Provided records:
- - -
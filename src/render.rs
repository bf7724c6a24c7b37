// Block renderer dispatch.
// Every block gets a renderer; blocks that cannot be resolved fall back to
// their plain text instead of failing.

use tracing::warn;

use crate::media::MediaItem;
use crate::richtext::content_document::{Block, BlockType, ContentDocument};
use crate::richtext::entity::{
    ColorBoxData, EntityData, EntityStore, ImageBlockData, OpaqueData, VideoBlockData,
};
use crate::richtext::html_parser::parse_html;

const PREVIEW_WIDTH: usize = 60;

/// The renderer chosen for one block
#[derive(Debug, Clone, Copy, PartialEq)]
pub enum BlockRenderer<'a> {
    ColorBox(&'a ColorBoxData),
    Image(&'a ImageBlockData),
    Video(&'a VideoBlockData),
    Opaque(&'a OpaqueData),
    Text(&'a Block),
    Heading { level: u8, block: &'a Block },
    ListItem { ordered: bool, block: &'a Block },
    Quote(&'a Block),
    Code(&'a Block),
    PlainText(&'a Block),
}

pub fn select_renderer<'a>(block: &'a Block, entities: &'a EntityStore) -> BlockRenderer<'a> {
    if let Some(key) = &block.entity {
        return match entities.get(key) {
            Ok(entity) => match &entity.data {
                EntityData::ColorBox(data) => BlockRenderer::ColorBox(data),
                EntityData::Image(data) => BlockRenderer::Image(data),
                EntityData::Video(data) => BlockRenderer::Video(data),
                EntityData::Opaque(data) => BlockRenderer::Opaque(data),
            },
            Err(err) => {
                warn!(block = %block.key, "rendering as plain text: {err}");
                BlockRenderer::PlainText(block)
            }
        };
    }

    match block.block_type {
        BlockType::Unstyled => BlockRenderer::Text(block),
        BlockType::Heading { level } => BlockRenderer::Heading { level, block },
        BlockType::ListItem { ordered } => BlockRenderer::ListItem { ordered, block },
        BlockType::BlockQuote => BlockRenderer::Quote(block),
        BlockType::CodeBlock => BlockRenderer::Code(block),
        BlockType::Atomic | BlockType::Unknown(_) => BlockRenderer::PlainText(block),
    }
}

impl BlockRenderer<'_> {
    /// One-line textual preview of the block
    pub fn render_preview(&self) -> String {
        match self {
            BlockRenderer::ColorBox(data) => {
                let text = parse_html(&data.body).visible_text();
                format!("[color-box {}] {}", data.color, truncate(&single_line(&text)))
            }
            BlockRenderer::Image(data) => {
                let names: Vec<&str> = data
                    .images
                    .iter()
                    .map(|meta| meta.image.name().unwrap_or(meta.image.id()))
                    .collect();
                let mut preview = if data.images.len() > 1 {
                    format!("[slideshow x{}] {}", data.images.len(), names.join(", "))
                } else {
                    format!("[image] {}", names.join(", "))
                };
                if let Some(alignment) = data.alignment {
                    preview.push_str(&format!(" ({})", alignment.as_str()));
                }
                if let Some(delay) = data.delay {
                    preview.push_str(&format!(" every {}s", delay));
                }
                preview
            }
            BlockRenderer::Video(data) => {
                let name = data.video.name().unwrap_or(data.video.id());
                match data.video.source_url() {
                    Some(url) => format!("[video] {} <{}>", name, url),
                    None => format!("[video] {}", name),
                }
            }
            BlockRenderer::Opaque(data) => {
                format!("[{}] {}", data.entity_type, truncate(&single_line(&data.raw)))
            }
            BlockRenderer::Text(block) | BlockRenderer::PlainText(block) => {
                single_line(&block.to_plain_text())
            }
            BlockRenderer::Heading { level, block } => {
                format!("{} {}", "#".repeat(*level as usize), single_line(&block.to_plain_text()))
            }
            BlockRenderer::ListItem { ordered, block } => {
                let marker = if *ordered { "1." } else { "-" };
                format!("{} {}", marker, single_line(&block.to_plain_text()))
            }
            BlockRenderer::Quote(block) => format!("> {}", single_line(&block.to_plain_text())),
            BlockRenderer::Code(block) => format!("`{}`", single_line(&block.to_plain_text())),
        }
    }
}

/// Previews for every block, in order
pub fn render_document(doc: &ContentDocument) -> Vec<String> {
    doc.blocks()
        .iter()
        .map(|block| select_renderer(block, doc.entities()).render_preview())
        .collect()
}

fn single_line(text: &str) -> String {
    text.split_whitespace().collect::<Vec<_>>().join(" ")
}

fn truncate(text: &str) -> String {
    if text.chars().count() <= PREVIEW_WIDTH {
        text.to_string()
    } else {
        let cut: String = text.chars().take(PREVIEW_WIDTH).collect();
        format!("{}…", cut)
    }
}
- - -
Directions:
If a line in the records contains the string "warn", copy it out.

Solved exercise:
use tracing::warn;
                warn!(block = %block.key, "rendering as plain text: {err}");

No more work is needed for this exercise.